//! Node contacts and their per-pole circuit counters.

use rn_core::{AnyCircuit, CableId, CircuitKind, ContactType, Pole, Side};

/// Direction of a circuit relative to a contact.
#[derive(Debug, Clone, Copy, PartialEq, Eq, Hash)]
pub enum Flow {
    /// Current enters the node through the contact.
    Entrance,
    /// Current leaves the node through the contact.
    Exit,
}

impl Flow {
    fn index(self) -> usize {
        match self {
            Flow::Entrance => 0,
            Flow::Exit => 1,
        }
    }
}

/// Which cable end a contact is bound to.
#[derive(Debug, Clone, Copy, PartialEq, Eq, Hash)]
pub struct CableBinding {
    pub cable: CableId,
    pub side: Side,
}

/// A contact together with a pole, as produced by wiring tables.
#[derive(Debug, Clone, Copy, PartialEq, Eq, Hash, PartialOrd, Ord)]
pub struct ContactPole {
    pub contact: usize,
    pub pole: Pole,
}

impl ContactPole {
    pub fn new(contact: usize, pole: Pole) -> Self {
        Self { contact, pole }
    }
}

/// A connection point on a node.
///
/// Invariant: `binding` is set iff at least one pole is not `NotConnected`.
#[derive(Debug, Clone, PartialEq, Eq)]
pub struct Contact {
    pub pole_names: [&'static str; 2],
    pub(crate) binding: Option<CableBinding>,
    pub(crate) types: [ContactType; 2],
    /// `[kind][pole][flow]`
    counters: [[[u32; 2]; 2]; 2],
}

impl Contact {
    pub fn new(first: &'static str, second: &'static str) -> Self {
        Self {
            pole_names: [first, second],
            binding: None,
            types: [ContactType::NotConnected; 2],
            counters: [[[0; 2]; 2]; 2],
        }
    }

    pub fn binding(&self) -> Option<CableBinding> {
        self.binding
    }

    pub fn cable(&self) -> Option<CableId> {
        self.binding.map(|b| b.cable)
    }

    pub fn contact_type(&self, pole: Pole) -> ContactType {
        self.types[pole.index()]
    }

    pub fn count(&self, kind: CircuitKind, pole: Pole, flow: Flow) -> u32 {
        self.counters[kind.index()][pole.index()][flow.index()]
    }

    pub fn has_circuit(&self, kind: CircuitKind, pole: Pole) -> bool {
        self.count(kind, pole, Flow::Entrance) > 0 || self.count(kind, pole, Flow::Exit) > 0
    }

    /// Strongest circuit on this pole, in either direction.
    pub fn any_on_pole(&self, pole: Pole) -> AnyCircuit {
        if self.has_circuit(CircuitKind::Closed, pole) {
            AnyCircuit::Closed
        } else if self.has_circuit(CircuitKind::Open, pole) {
            AnyCircuit::Open
        } else {
            AnyCircuit::None
        }
    }

    /// Strongest circuit on this pole flowing in `flow` direction.
    pub fn any_flow_on_pole(&self, pole: Pole, flow: Flow) -> AnyCircuit {
        if self.count(CircuitKind::Closed, pole, flow) > 0 {
            AnyCircuit::Closed
        } else if self.count(CircuitKind::Open, pole, flow) > 0 {
            AnyCircuit::Open
        } else {
            AnyCircuit::None
        }
    }

    pub fn any(&self) -> AnyCircuit {
        self.any_on_pole(Pole::First).max(self.any_on_pole(Pole::Second))
    }

    pub fn is_idle(&self) -> bool {
        self.counters.iter().flatten().flatten().all(|c| *c == 0)
    }

    /// Returns true on a 0 -> 1 transition.
    pub(crate) fn increment(&mut self, kind: CircuitKind, pole: Pole, flow: Flow) -> bool {
        let slot = &mut self.counters[kind.index()][pole.index()][flow.index()];
        *slot += 1;
        *slot == 1
    }

    /// Returns true on a 1 -> 0 transition.
    pub(crate) fn decrement(&mut self, kind: CircuitKind, pole: Pole, flow: Flow) -> bool {
        let slot = &mut self.counters[kind.index()][pole.index()][flow.index()];
        assert!(*slot > 0, "contact counter underflow ({kind:?} {pole:?} {flow:?})");
        *slot -= 1;
        *slot == 0
    }
}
....................
Task description :: Write out the data a second time, exactly the same.

Task result ::
//! Node contacts and their per-pole circuit counters.

use rn_core::{AnyCircuit, CableId, CircuitKind, ContactType, Pole, Side};

/// Direction of a circuit relative to a contact.
#[derive(Debug, Clone, Copy, PartialEq, Eq, Hash)]
pub enum Flow {
    /// Current enters the node through the contact.
    Entrance,
    /// Current leaves the node through the contact.
    Exit,
}

impl Flow {
    fn index(self) -> usize {
        match self {
            Flow::Entrance => 0,
            Flow::Exit => 1,
        }
    }
}

/// Which cable end a contact is bound to.
#[derive(Debug, Clone, Copy, PartialEq, Eq, Hash)]
pub struct CableBinding {
    pub cable: CableId,
    pub side: Side,
}

/// A contact together with a pole, as produced by wiring tables.
#[derive(Debug, Clone, Copy, PartialEq, Eq, Hash, PartialOrd, Ord)]
pub struct ContactPole {
    pub contact: usize,
    pub pole: Pole,
}

impl ContactPole {
    pub fn new(contact: usize, pole: Pole) -> Self {
        Self { contact, pole }
    }
}

/// A connection point on a node.
///
/// Invariant: `binding` is set iff at least one pole is not `NotConnected`.
#[derive(Debug, Clone, PartialEq, Eq)]
pub struct Contact {
    pub pole_names: [&'static str; 2],
    pub(crate) binding: Option<CableBinding>,
    pub(crate) types: [ContactType; 2],
    /// `[kind][pole][flow]`
    counters: [[[u32; 2]; 2]; 2],
}

impl Contact {
    pub fn new(first: &'static str, second: &'static str) -> Self {
        Self {
            pole_names: [first, second],
            binding: None,
            types: [ContactType::NotConnected; 2],
            counters: [[[0; 2]; 2]; 2],
        }
    }

    pub fn binding(&self) -> Option<CableBinding> {
        self.binding
    }

    pub fn cable(&self) -> Option<CableId> {
        self.binding.map(|b| b.cable)
    }

    pub fn contact_type(&self, pole: Pole) -> ContactType {
        self.types[pole.index()]
    }

    pub fn count(&self, kind: CircuitKind, pole: Pole, flow: Flow) -> u32 {
        self.counters[kind.index()][pole.index()][flow.index()]
    }

    pub fn has_circuit(&self, kind: CircuitKind, pole: Pole) -> bool {
        self.count(kind, pole, Flow::Entrance) > 0 || self.count(kind, pole, Flow::Exit) > 0
    }

    /// Strongest circuit on this pole, in either direction.
    pub fn any_on_pole(&self, pole: Pole) -> AnyCircuit {
        if self.has_circuit(CircuitKind::Closed, pole) {
            AnyCircuit::Closed
        } else if self.has_circuit(CircuitKind::Open, pole) {
            AnyCircuit::Open
        } else {
            AnyCircuit::None
        }
    }

    /// Strongest circuit on this pole flowing in `flow` direction.
    pub fn any_flow_on_pole(&self, pole: Pole, flow: Flow) -> AnyCircuit {
        if self.count(CircuitKind::Closed, pole, flow) > 0 {
            AnyCircuit::Closed
        } else if self.count(CircuitKind::Open, pole, flow) > 0 {
            AnyCircuit::Open
        } else {
            AnyCircuit::None
        }
    }

    pub fn any(&self) -> AnyCircuit {
        self.any_on_pole(Pole::First).max(self.any_on_pole(Pole::Second))
    }

    pub fn is_idle(&self) -> bool {
        self.counters.iter().flatten().flatten().all(|c| *c == 0)
    }

    /// Returns true on a 0 -> 1 transition.
    pub(crate) fn increment(&mut self, kind: CircuitKind, pole: Pole, flow: Flow) -> bool {
        let slot = &mut self.counters[kind.index()][pole.index()][flow.index()];
        *slot += 1;
        *slot == 1
    }

    /// Returns true on a 1 -> 0 transition.
    pub(crate) fn decrement(&mut self, kind: CircuitKind, pole: Pole, flow: Flow) -> bool {
        let slot = &mut self.counters[kind.index()][pole.index()][flow.index()];
        assert!(*slot > 0, "contact counter underflow ({kind:?} {pole:?} {flow:?})");
        *slot -= 1;
        *slot == 0
    }
}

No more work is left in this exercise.